Ma attenzione, le mode alimentari sono tanto trascinanti quanto volubili e la situazione si è velocemente capovolta. In pochi anni l’olio di palma è passato da essere miniera d’oro per i paesi produttori e manna dal cielo per le industrie, al peggior veleno mai esistito per il consumatore. Ma ancora una volta il marketing coglie la palla al balzo e incoraggia le isterie collettive. Non vi piace l’olio di palma? Perfetto, togliamolo e puntiamo tutta la nostra pubblicità su questo! Ed ecco spuntare su ogni sacchetto e confezione, a caratteri cubitali, “SENZA OLIO DI PALMA”.

Nel 2016, infatti, uno studio dell'EFSA (Autorità europea per la sicurezza alimentare) fa emergere che, se portato a temperature superiori a 200 °C, l’olio di palma (insieme al suo parente molto meno sano, l’olio di palmisti) produce sostanze (2 e 3-3- e 2-monocloropropanediolo, MCPD, e relativi acidi grassi) che, ad alte concentrazioni, sono genotossiche, ovvero possono mutare il patrimonio genetico delle cellule, e dunque cancerogene (3). Apriti cielo.

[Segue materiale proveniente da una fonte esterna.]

use anyhow::{Context, Result};
use clap::Parser;
use speechmetry_engine::Transcriber as _;
use speechmetry_submit::SubmissionSink as _;
use std::path::PathBuf;
use std::time::Duration;
use tracing_subscriber::layer::SubscriberExt;
use tracing_subscriber::EnvFilter;

#[derive(Parser)]
#[command(name = "speechmetry", about = "Read-aloud speech analysis session runner")]
struct Cli {
    /// Path to the configuration file
    #[arg(short, long, default_value = "config.toml")]
    config: PathBuf,

    /// How long to record before stopping, in seconds
    #[arg(short, long, default_value_t = 35)]
    duration: u64,

    /// List available input devices and exit
    #[arg(long)]
    list_devices: bool,
}

#[tokio::main]
async fn main() -> Result<()> {
    let cli = Cli::parse();

    let config = speechmetry_core::AppConfig::load_from_file(&cli.config)
        .with_context(|| format!("failed to load config from {:?}", cli.config))?;

    let env_filter =
        EnvFilter::try_new(&config.general.log_level).unwrap_or_else(|_| EnvFilter::new("info"));

    let subscriber = tracing_subscriber::Registry::default().with(env_filter).with(
        tracing_subscriber::fmt::layer()
            .with_writer(std::io::stderr)
            .with_ansi(false),
    );

    tracing::subscriber::set_global_default(subscriber)
        .context("failed to set tracing subscriber")?;

    tracing::info!("speechmetry starting");

    if cli.list_devices {
        let manager = speechmetry_audio::DeviceManager::new();
        let devices = manager
            .list_input_devices()
            .context("failed to enumerate input devices")?;
        for (name, _) in devices {
            println!("{name}");
        }
        return Ok(());
    }

    let pool = config.passage_pool().context("no passages available")?;
    let pick = (uuid::Uuid::new_v4().as_u128() % pool.len() as u128) as usize;
    let passage = speechmetry_core::Passage::new(pool[pick].clone());
    tracing::info!(passage_index = pick, "passage selected");
    println!("Read this passage aloud:\n\n{}\n", passage.text());

    // Transcription capability is decided once, before the session starts.
    let mode = match config.transcription {
        Some(ref transcription) => {
            let registry = speechmetry_engine::TranscriberRegistry::new();
            let mut engine = registry
                .create(&transcription.engine)
                .with_context(|| format!("unknown engine '{}'", transcription.engine))?;
            engine
                .initialize(transcription.engine_config())
                .await
                .with_context(|| {
                    format!("failed to initialize engine '{}'", transcription.engine)
                })?;
            tracing::info!(engine = %transcription.engine, "transcription engine active");
            speechmetry_session::Mode::Full(engine)
        }
        None => {
            tracing::info!("no transcription engine configured, running in fallback mode");
            speechmetry_session::Mode::Fallback
        }
    };

    let microphone = speechmetry_audio::Microphone::new(
        &config.capture.device_name,
        config.general.sample_rate,
        1,
        config.general.buffer_size,
    );

    let mut session = speechmetry_session::RecordingSession::new(
        passage,
        config.analysis.clone(),
        config.general.sample_rate,
    );
    session
        .start(&microphone, mode)
        .context("failed to start recording session")?;
    tracing::info!(duration_secs = cli.duration, "recording, press Ctrl-C to stop early");

    let deadline = tokio::time::sleep(Duration::from_secs(cli.duration));
    tokio::pin!(deadline);
    let mut fault_poll = tokio::time::interval(Duration::from_millis(250));
    loop {
        tokio::select! {
            _ = &mut deadline => {
                tracing::info!("duration reached");
                break;
            }
            _ = tokio::signal::ctrl_c() => {
                tracing::info!("interrupted");
                break;
            }
            _ = fault_poll.tick() => {
                if let Some(reason) = session.check_fault() {
                    tracing::error!("transcription unavailable ({reason}), restarting without it");
                    session
                        .start(&microphone, speechmetry_session::Mode::Fallback)
                        .context("failed to fall back to acoustic-only capture")?;
                }
            }
        }
    }

    let outcome = session.stop().await.context("failed to stop session")?;

    let payload = speechmetry_submit::SubmissionPayload::from_features(
        &outcome.features,
        session.mode(),
        outcome.audio.as_ref(),
    )
    .context("failed to build submission payload")?;

    let registry = speechmetry_submit::SinkRegistry::new();
    let sink = match config.submission {
        Some(ref submission) => {
            let mut sink = registry
                .create(&submission.sink)
                .with_context(|| format!("unknown sink '{}'", submission.sink))?;
            sink.initialize(submission.extra.clone())
                .await
                .with_context(|| format!("failed to initialize sink '{}'", submission.sink))?;
            sink
        }
        None => registry.create("log").context("log sink missing")?,
    };

    sink.submit(&payload).await.context("failed to submit features")?;
    sink.shutdown().await.context("sink shutdown failed")?;

    tracing::info!("done");
    Ok(())
}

Anche a questo riguardo, l’invito è alla razionalità. Prima di tutto si tenga in considerazione che anche altri olii vegetali sviluppano queste sostanze nocive, anche se in quantità inferiori. Inoltre, proviamo a non usare due pesi e due misure. Molte altre sostanze alimentari rientrano nella stessa categoria di rischio (come la caffeina o l'alcol). Mi sembra che nessuno abbia sollevato una tale crociata perché l’alcol è cancerogeno. E invece no, imbracciamo i forconi e andiamo tutti a pretendere che vietino l’olio di palma! Un attimo, posiamo momentaneamente il forcone e fermiamoci a riflettere sul fatto che in natura le sostanze potenzialmente cancerogene ad alte concentrazioni sono moltissime. Ciò che non ci è facile comprendere è che il rischio è legato alla frequenza e quantità di consumo: non esiste il rischio zero. Come per l’alcol, un consumo moderato di olio di palma non comporta un rischio elevato e rientra in quello che gli epidemiologi considerano il “rischio generale legato all'ambiente esterno e agli stili di vita” (1).

Il gruppo di esperti scientifici dell’EFSA sui contaminanti nella catena alimentare (CONTAM) ha dichiarato, riguardo a queste sostanze, che non intende stabilire un livello di sicurezza da non superare, perché sarebbe scientificamente scorretto. Intende piuttosto emanare un invito a cercare di non abusarne (considerando la grande diversità delle fonti possibili, comprese le fritture casalinghe con olio di mais o girasole, che facilmente raggiungono le elevate temperature necessarie alla formazione dei composti tossici). Vi è inoltre un’ulteriore rassicurazione sul fatto che è difficile che concentrazioni pericolose siano raggiunte con la normale alimentazione. L’unica attenzione particolare andrebbe posta sui neonati nutriti esclusivamente con latte artificiale, di cui l'olio di palma è spesso uno degli ingredienti, poiché essi hanno dosi tollerabili inferiori a quelle di noi adulti. A questo proposito, comunque, vi sono dall’EFSA altre rassicurazioni: gli studi hanno dimostrato che negli ultimi anni il contenuto di queste sostanze tossiche nei prodotti si è notevolmente ridotto, poiché le industrie, su base volontaria, hanno modificato i propri processi produttivi (3).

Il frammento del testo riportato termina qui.